# INSTRUCTIONS TO FOLLOW:
Where a line in the records below contains the string "timeout", tally it; give only the final number.

# EXERCISE MATERIAL:
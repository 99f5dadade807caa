//! Cooperative task scheduler integrated with the event loop (C3).
//!
//! Grounded on `petrel::fiber_sched_algorithm`
//! (`original_source/src/core/fiber_sched_algorithm.h/.cpp`): a FIFO ready
//! queue of cooperative units of work, plus an adaptive keepalive timer that
//! decays across three tiers (100ns / 1ms / 30ms) as requests stop arriving,
//! so an idle worker burns near-zero CPU but still notices cross-thread
//! wakeups within one tier.
//!
//! The original drives real stackful fibers (`boost::fibers::fiber`) through
//! a custom `sched_algorithm`. This crate has no stackful-coroutine
//! dependency in its lineage, so the idiomatic Rust rendition of "a
//! cooperative task that suspends on I/O, a timer, or an explicit yield" is a
//! `Future` driven by a hand-rolled single-threaded executor: the reactor
//! (`mio::Poll`) and the ready queue live in the same struct, `poll()`'s
//! timeout argument *is* the keepalive timer (no separate timer object is
//! armed — reaching the timeout and finding nothing ready is exactly the
//! "keepalive fired, nothing to do" case from the original), and `Waker`s
//! wake tasks the same way `cv.notify_one()` wakes a parked fiber.

use std::cell::RefCell;
use std::collections::VecDeque;
use std::future::Future;
use std::io;
use std::pin::Pin;
use std::sync::atomic::{AtomicBool, Ordering};
use std::sync::Arc;
use std::task::{Context, Poll, RawWaker, RawWakerVTable, Waker};
use std::time::Duration;

use mio::{Events, Poll as MioPoll, Token};
use parking_lot::Mutex;

/// Scheduler keepalive tiers (§4.3).
pub const TIER_SHORT: Duration = Duration::from_nanos(100);
pub const TIER_LONG: Duration = Duration::from_millis(1);
pub const TIER_EXTRA_LONG: Duration = Duration::from_millis(30);

type BoxedTask = Pin<Box<dyn Future<Output = ()>>>;

struct TaskSlot {
    future: RefCell<Option<BoxedTask>>,
}

/// A handle that, when woken, pushes its task id onto a thread-safe external
/// queue and pokes the reactor's `mio::Waker` to break it out of a blocking
/// `poll()`. Woken tasks only ever *run* back on their owning worker thread
/// (they are drained into the thread-local ready queue at the top of the
/// next `run_once`) — but the `Waker` itself routinely crosses threads (e.g.
/// a DNS lookup completing on the resolver's dedicated Tokio runtime, §2 of
/// `resolver.rs`), so this type must be genuinely `Send + Sync`.
struct TaskWaker {
    id: usize,
    external_ready: Arc<Mutex<VecDeque<usize>>>,
    cross_thread_wake: Arc<mio::Waker>,
}

/// Drives one worker's cooperative tasks. Not `Send`/`Sync`: exactly one
/// instance lives on exactly one OS thread for its whole lifetime (§5).
pub struct Scheduler {
    poll: MioPoll,
    events: RefCell<Events>,
    tasks: RefCell<slab::Slab<TaskSlot>>,
    ready: RefCell<VecDeque<usize>>,
    external_ready: Arc<Mutex<VecDeque<usize>>>,
    wake_token: Token,
    waker: Arc<mio::Waker>,
    idle_counter: RefCell<IdleCounter>,
    stop: AtomicBool,
}

/// Running estimate of recent request rate, driving the keepalive-interval
/// tier. Grounded on `fiber_sched_algorithm::on_empty_io_service`'s EWMA
/// (`m_rate_l`, `m_rate_xl`) decay; the exact coefficients are an
/// implementation choice per spec.md §4.3, reproduced here with the same
/// shape (slow exponential decay, instant reset on activity).
struct IdleCounter {
    rate_long: f64,
    rate_extra_long: f64,
}

impl IdleCounter {
    fn new() -> Self {
        IdleCounter {
            rate_long: 1.0,
            rate_extra_long: 1.0,
        }
    }

    /// Called once per scheduler turn that did no work. Decays both rates and
    /// returns the next keepalive interval.
    fn decay(&mut self) -> Duration {
        self.rate_long = (self.rate_long * 0.99999 - 0.0001).max(0.0);
        self.rate_extra_long = (self.rate_extra_long * 0.99999 - 0.00009).max(0.0);

        if self.rate_extra_long == 0.0 {
            TIER_EXTRA_LONG
        } else if self.rate_long == 0.0 {
            TIER_LONG
        } else {
            TIER_SHORT
        }
    }

    /// Called whenever a new request arrives (`reset_idle_counter`).
    /// Resets to the short tier within one tier-transition.
    fn reset(&mut self) {
        self.rate_long = 1.0;
        self.rate_extra_long = 1.0;
    }
}

const WAKE_TOKEN: Token = Token(usize::MAX);

impl Scheduler {
    /// Builds a scheduler bound to a fresh `mio::Poll`. Callers register
    /// additional sources (acceptors, sessions) with [`Scheduler::registry`].
    pub fn new() -> io::Result<Self> {
        let poll = MioPoll::new()?;
        let waker = Arc::new(mio::Waker::new(poll.registry(), WAKE_TOKEN)?);
        Ok(Scheduler {
            poll,
            events: RefCell::new(Events::with_capacity(1024)),
            tasks: RefCell::new(slab::Slab::new()),
            ready: RefCell::new(VecDeque::new()),
            external_ready: Arc::new(Mutex::new(VecDeque::new())),
            wake_token: WAKE_TOKEN,
            waker,
            idle_counter: RefCell::new(IdleCounter::new()),
            stop: AtomicBool::new(false),
        })
    }

    /// The `mio::Registry` sources should register interest against; events
    /// on tokens other than [`Scheduler::wake_token`] are returned from
    /// [`Scheduler::run_once`] for the caller (the worker's reactor loop) to
    /// dispatch.
    pub fn registry(&self) -> &mio::Registry {
        self.poll.registry()
    }

    /// The reserved token used for cross-thread wakeups. Non-scheduler event
    /// sources must avoid this token.
    pub fn wake_token(&self) -> Token {
        self.wake_token
    }

    /// A cloneable handle other threads can use to wake this scheduler out of
    /// a blocking `poll()` (the cross-thread-wake primitive from §4.3/§9).
    pub fn waker(&self) -> Arc<mio::Waker> {
        Arc::clone(&self.waker)
    }

    /// Spawns a cooperative task onto this scheduler's ready queue. Must be
    /// called from the owning worker thread.
    pub fn spawn(&self, future: impl Future<Output = ()> + 'static) {
        let id = self.tasks.borrow_mut().insert(TaskSlot {
            future: RefCell::new(Some(Box::pin(future))),
        });
        self.ready.borrow_mut().push_back(id);
    }

    /// Notifies the scheduler that a new request arrived, resetting the
    /// idle counter to the short tier (the `reset_idle_counter` hook).
    pub fn reset_idle_counter(&self) {
        self.idle_counter.borrow_mut().reset();
    }

    fn make_waker(&self, id: usize) -> Waker {
        let data = Box::new(TaskWaker {
            id,
            external_ready: Arc::clone(&self.external_ready),
            cross_thread_wake: self.waker(),
        });
        unsafe { Waker::from_raw(raw_waker(Box::into_raw(data))) }
    }

    /// Drains wakeups recorded by (possibly foreign-thread) wakers into the
    /// thread-local ready queue. Must only be called from the owning thread.
    fn drain_external_wakes(&self) {
        let mut external = self.external_ready.lock();
        if external.is_empty() {
            return;
        }
        let mut ready = self.ready.borrow_mut();
        ready.extend(external.drain(..));
    }

    fn run_ready(&self) {
        self.drain_external_wakes();
        loop {
            let next = self.ready.borrow_mut().pop_front();
            let Some(id) = next else { break };

            let has_task = self.tasks.borrow().contains(id);
            if !has_task {
                continue;
            }

            let waker = self.make_waker(id);
            let mut cx = Context::from_waker(&waker);

            let poll_result = {
                let tasks = self.tasks.borrow();
                let slot = &tasks[id];
                let mut maybe_future = slot.future.borrow_mut();
                match maybe_future.as_mut() {
                    Some(future) => Some(future.as_mut().poll(&mut cx)),
                    None => None,
                }
            };

            match poll_result {
                Some(Poll::Ready(())) | None => {
                    self.tasks.borrow_mut().try_remove(id);
                }
                Some(Poll::Pending) => {}
            }
        }
    }

    /// Runs one turn: wait for I/O (bounded by the current keepalive tier),
    /// dispatch non-scheduler events to `on_event`, drain the ready queue.
    /// Returns `false` once [`Scheduler::request_stop`] has been observed and
    /// no tasks remain.
    pub fn run_once(&self, mut on_event: impl FnMut(&mio::event::Event)) -> io::Result<bool> {
        self.drain_external_wakes();
        let timeout = if self.ready.borrow().is_empty() {
            Some(self.idle_counter.borrow_mut().decay())
        } else {
            Some(Duration::ZERO)
        };

        let mut events = self.events.borrow_mut();
        match self.poll.poll(&mut events, timeout) {
            Ok(()) => {}
            Err(ref e) if e.kind() == io::ErrorKind::Interrupted => {}
            Err(e) => return Err(e),
        }

        for event in events.iter() {
            if event.token() != self.wake_token {
                on_event(event);
            }
        }
        drop(events);

        self.run_ready();

        if self.stop.load(Ordering::Acquire) {
            Ok(!self.tasks.borrow().is_empty())
        } else {
            Ok(true)
        }
    }

    /// Requests shutdown; `run_once` keeps draining remaining tasks until
    /// this scheduler is empty, then returns `false`.
    pub fn request_stop(&self) {
        self.stop.store(true, Ordering::Release);
        let _ = self.waker.wake();
    }

    /// Number of tasks currently tracked (running or ready), for shutdown
    /// quiescence checks (property 7).
    pub fn task_count(&self) -> usize {
        self.tasks.borrow().len()
    }
}

fn raw_waker(ptr: *const TaskWaker) -> RawWaker {
    RawWaker::new(ptr as *const (), &VTABLE)
}

static VTABLE: RawWakerVTable = RawWakerVTable::new(clone_raw, wake_raw, wake_by_ref_raw, drop_raw);

unsafe fn clone_raw(ptr: *const ()) -> RawWaker {
    let waker = &*(ptr as *const TaskWaker);
    let cloned = Box::new(TaskWaker {
        id: waker.id,
        external_ready: Arc::clone(&waker.external_ready),
        cross_thread_wake: Arc::clone(&waker.cross_thread_wake),
    });
    raw_waker(Box::into_raw(cloned))
}

unsafe fn wake_raw(ptr: *const ()) {
    wake_by_ref_raw(ptr);
    drop_raw(ptr);
}

unsafe fn wake_by_ref_raw(ptr: *const ()) {
    let waker = &*(ptr as *const TaskWaker);
    waker.external_ready.lock().push_back(waker.id);
    let _ = waker.cross_thread_wake.wake();
}

unsafe fn drop_raw(ptr: *const ()) {
    drop(Box::from_raw(ptr as *mut TaskWaker));
}

// SAFETY: `TaskWaker` only holds an `Arc<Mutex<..>>` and an `Arc<mio::Waker>`,
// both genuinely `Send + Sync`; there is no `Rc` or other thread-confined
// state left to make this unsound when a wakeup fires from a foreign thread
// (e.g. the DNS resolver's dedicated Tokio runtime, see `resolver.rs`).
unsafe impl Send for TaskWaker {}
unsafe impl Sync for TaskWaker {}

#[cfg(test)]
mod tests {
    use super::*;
    use std::cell::Cell;
    use std::rc::Rc as StdRc;

    #[test]
    fn idle_counter_decays_to_extra_long_tier() {
        let mut counter = IdleCounter::new();
        let mut last = TIER_SHORT;
        for _ in 0..200_000 {
            last = counter.decay();
        }
        assert_eq!(last, TIER_EXTRA_LONG);
    }

    #[test]
    fn idle_counter_resets_to_short_tier() {
        let mut counter = IdleCounter::new();
        for _ in 0..200_000 {
            counter.decay();
        }
        counter.reset();
        assert_eq!(counter.decay(), TIER_SHORT);
    }

    #[test]
    fn spawn_and_run_executes_ready_tasks() {
        let scheduler = Scheduler::new().unwrap();
        let ran = StdRc::new(Cell::new(false));
        let ran2 = StdRc::clone(&ran);
        scheduler.spawn(async move {
            ran2.set(true);
        });
        scheduler.run_once(|_| {}).unwrap();
        assert!(ran.get());
        assert_eq!(scheduler.task_count(), 0);
    }

    #[test]
    fn fifo_ordering_within_a_turn() {
        let scheduler = Scheduler::new().unwrap();
        let order = StdRc::new(RefCell::new(Vec::new()));
        for i in 0..5 {
            let order = StdRc::clone(&order);
            scheduler.spawn(async move {
                order.borrow_mut().push(i);
            });
        }
        scheduler.run_once(|_| {}).unwrap();
        assert_eq!(*order.borrow(), vec![0, 1, 2, 3, 4]);
    }
}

# COMPLETED TASK:
4